• **EXERCISE DATA**:
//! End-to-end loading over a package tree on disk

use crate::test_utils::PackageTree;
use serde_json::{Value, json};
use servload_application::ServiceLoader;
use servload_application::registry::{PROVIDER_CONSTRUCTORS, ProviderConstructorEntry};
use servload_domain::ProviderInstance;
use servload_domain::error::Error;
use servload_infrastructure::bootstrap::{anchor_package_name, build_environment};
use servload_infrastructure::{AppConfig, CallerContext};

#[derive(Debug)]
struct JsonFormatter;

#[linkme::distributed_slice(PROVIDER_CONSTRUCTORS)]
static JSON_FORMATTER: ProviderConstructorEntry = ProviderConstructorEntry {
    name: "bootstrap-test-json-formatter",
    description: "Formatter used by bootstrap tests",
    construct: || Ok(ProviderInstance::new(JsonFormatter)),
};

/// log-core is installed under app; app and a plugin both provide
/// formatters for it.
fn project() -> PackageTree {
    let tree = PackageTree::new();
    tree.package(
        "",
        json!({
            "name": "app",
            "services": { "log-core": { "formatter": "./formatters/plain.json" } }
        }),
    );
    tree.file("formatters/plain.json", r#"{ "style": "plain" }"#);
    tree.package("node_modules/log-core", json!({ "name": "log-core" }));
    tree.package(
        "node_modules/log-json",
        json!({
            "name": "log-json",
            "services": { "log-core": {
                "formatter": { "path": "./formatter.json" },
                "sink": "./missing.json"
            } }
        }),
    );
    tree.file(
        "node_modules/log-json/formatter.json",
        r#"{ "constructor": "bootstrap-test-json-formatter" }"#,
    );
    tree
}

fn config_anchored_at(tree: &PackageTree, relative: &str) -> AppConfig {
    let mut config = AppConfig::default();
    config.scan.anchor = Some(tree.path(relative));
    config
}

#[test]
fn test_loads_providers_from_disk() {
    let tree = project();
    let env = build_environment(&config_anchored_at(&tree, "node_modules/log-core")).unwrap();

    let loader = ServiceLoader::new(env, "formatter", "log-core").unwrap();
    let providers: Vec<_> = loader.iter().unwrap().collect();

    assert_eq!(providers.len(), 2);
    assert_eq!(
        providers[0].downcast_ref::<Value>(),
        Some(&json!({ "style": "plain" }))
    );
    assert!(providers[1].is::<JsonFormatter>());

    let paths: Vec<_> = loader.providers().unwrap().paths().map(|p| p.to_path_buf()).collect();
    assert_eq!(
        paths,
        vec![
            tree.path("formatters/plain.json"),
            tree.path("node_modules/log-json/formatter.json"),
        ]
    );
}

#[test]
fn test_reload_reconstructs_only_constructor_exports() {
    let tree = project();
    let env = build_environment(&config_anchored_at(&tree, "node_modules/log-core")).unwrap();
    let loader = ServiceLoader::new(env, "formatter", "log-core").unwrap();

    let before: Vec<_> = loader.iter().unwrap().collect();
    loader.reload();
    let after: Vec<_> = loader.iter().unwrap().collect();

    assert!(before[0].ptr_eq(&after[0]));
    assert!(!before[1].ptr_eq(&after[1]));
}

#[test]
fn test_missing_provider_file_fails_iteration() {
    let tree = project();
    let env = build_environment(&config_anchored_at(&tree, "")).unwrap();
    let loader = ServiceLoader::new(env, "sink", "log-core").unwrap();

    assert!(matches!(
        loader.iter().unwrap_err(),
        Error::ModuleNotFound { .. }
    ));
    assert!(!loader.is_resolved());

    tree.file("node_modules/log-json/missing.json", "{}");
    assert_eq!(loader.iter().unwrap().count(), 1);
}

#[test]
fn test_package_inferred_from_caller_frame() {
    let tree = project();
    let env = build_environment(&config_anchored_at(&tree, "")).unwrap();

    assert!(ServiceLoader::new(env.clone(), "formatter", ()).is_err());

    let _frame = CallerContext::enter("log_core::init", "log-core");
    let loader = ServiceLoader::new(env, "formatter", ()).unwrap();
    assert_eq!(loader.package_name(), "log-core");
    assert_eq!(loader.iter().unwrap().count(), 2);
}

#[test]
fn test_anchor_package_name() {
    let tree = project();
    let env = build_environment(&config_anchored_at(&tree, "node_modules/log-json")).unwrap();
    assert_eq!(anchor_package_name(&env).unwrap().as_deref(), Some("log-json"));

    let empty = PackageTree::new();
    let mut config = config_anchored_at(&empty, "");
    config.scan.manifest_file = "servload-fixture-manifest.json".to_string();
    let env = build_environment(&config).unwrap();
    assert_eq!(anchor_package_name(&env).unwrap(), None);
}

---

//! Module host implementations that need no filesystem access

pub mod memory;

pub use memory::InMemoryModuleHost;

* * *

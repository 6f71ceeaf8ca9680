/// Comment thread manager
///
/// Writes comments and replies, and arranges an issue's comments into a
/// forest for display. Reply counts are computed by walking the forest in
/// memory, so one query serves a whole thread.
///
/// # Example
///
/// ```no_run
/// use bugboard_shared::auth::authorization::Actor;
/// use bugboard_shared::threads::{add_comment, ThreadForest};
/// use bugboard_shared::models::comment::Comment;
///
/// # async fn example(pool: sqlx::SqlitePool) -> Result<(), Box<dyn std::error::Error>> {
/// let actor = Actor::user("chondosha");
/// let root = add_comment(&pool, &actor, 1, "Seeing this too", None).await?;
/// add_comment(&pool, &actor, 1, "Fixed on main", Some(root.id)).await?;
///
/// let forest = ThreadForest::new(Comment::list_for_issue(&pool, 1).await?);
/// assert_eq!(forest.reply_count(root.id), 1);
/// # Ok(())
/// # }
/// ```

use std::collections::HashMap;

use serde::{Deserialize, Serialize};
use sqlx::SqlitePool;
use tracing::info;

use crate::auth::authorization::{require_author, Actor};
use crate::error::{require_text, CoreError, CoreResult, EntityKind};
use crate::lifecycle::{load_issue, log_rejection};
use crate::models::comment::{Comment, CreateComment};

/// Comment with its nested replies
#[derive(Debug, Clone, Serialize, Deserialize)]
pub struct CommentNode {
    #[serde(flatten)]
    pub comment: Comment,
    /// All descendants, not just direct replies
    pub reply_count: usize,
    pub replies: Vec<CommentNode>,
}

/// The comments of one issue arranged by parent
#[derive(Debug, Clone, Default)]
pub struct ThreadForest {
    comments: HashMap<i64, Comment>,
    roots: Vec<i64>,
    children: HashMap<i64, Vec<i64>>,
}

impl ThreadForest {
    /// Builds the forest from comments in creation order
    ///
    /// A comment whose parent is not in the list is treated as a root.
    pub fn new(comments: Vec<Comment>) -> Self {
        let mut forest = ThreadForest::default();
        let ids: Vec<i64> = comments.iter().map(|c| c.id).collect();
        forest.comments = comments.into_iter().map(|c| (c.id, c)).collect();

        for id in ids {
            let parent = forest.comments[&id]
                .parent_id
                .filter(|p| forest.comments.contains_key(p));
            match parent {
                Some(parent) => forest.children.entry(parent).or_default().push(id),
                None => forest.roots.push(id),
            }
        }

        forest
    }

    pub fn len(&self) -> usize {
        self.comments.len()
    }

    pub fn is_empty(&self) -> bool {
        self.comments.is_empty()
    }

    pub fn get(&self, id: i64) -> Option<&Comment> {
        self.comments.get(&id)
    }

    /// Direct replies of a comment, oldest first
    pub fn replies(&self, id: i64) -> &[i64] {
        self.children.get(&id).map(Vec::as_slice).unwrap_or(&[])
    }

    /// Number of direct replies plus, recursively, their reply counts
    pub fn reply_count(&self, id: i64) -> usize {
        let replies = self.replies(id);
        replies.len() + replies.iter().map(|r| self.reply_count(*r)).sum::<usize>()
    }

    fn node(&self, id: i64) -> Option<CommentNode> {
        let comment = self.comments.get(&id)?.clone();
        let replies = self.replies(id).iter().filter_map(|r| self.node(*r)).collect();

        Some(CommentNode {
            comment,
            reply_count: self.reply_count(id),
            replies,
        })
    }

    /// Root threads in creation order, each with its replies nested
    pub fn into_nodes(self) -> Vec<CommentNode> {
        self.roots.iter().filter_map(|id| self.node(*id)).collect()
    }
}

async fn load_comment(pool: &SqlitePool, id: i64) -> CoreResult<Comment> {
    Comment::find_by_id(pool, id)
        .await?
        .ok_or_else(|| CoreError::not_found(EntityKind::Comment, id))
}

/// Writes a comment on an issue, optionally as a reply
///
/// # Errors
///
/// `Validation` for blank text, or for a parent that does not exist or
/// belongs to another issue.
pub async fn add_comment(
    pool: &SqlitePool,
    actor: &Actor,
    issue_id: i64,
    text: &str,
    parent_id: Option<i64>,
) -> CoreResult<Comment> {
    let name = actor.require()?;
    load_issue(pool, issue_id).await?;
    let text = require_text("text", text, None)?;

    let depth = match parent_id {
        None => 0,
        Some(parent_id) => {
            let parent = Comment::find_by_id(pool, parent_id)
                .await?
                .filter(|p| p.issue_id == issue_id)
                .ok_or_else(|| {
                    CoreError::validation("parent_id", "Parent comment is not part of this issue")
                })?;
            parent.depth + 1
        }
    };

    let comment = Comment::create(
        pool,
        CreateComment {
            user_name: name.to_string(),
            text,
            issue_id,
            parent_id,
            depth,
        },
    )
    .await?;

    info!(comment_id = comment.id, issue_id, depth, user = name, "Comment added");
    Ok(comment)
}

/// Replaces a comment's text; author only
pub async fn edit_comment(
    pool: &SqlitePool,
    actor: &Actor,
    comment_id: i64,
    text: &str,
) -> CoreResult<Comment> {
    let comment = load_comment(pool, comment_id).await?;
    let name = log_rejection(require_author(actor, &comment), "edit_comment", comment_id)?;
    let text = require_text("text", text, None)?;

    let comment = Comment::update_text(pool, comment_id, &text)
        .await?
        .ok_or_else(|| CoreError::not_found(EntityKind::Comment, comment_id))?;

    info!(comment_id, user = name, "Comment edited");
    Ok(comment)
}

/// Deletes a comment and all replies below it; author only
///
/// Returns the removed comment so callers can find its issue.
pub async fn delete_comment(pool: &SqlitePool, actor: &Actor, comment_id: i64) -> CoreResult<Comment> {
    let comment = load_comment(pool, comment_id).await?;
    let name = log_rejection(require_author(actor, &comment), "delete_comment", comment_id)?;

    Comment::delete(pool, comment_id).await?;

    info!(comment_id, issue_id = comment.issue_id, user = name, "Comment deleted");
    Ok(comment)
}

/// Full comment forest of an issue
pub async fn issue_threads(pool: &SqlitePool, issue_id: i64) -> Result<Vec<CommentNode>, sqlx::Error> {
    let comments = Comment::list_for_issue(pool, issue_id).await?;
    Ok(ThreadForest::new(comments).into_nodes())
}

• **HOW TO COMPLETE THIS TASK**:
Look above for the line with "pub fn reply_count(&self, id: i64)"; retype exactly that line, every line after it up to the line with "let comment = self.comments.get(&id)?.clone();", and that line too, nothing else.

• **RESPONSE TO THE TASK**:
    pub fn reply_count(&self, id: i64) -> usize {
        let replies = self.replies(id);
        replies.len() + replies.iter().map(|r| self.reply_count(*r)).sum::<usize>()
    }

    fn node(&self, id: i64) -> Option<CommentNode> {
        let comment = self.comments.get(&id)?.clone();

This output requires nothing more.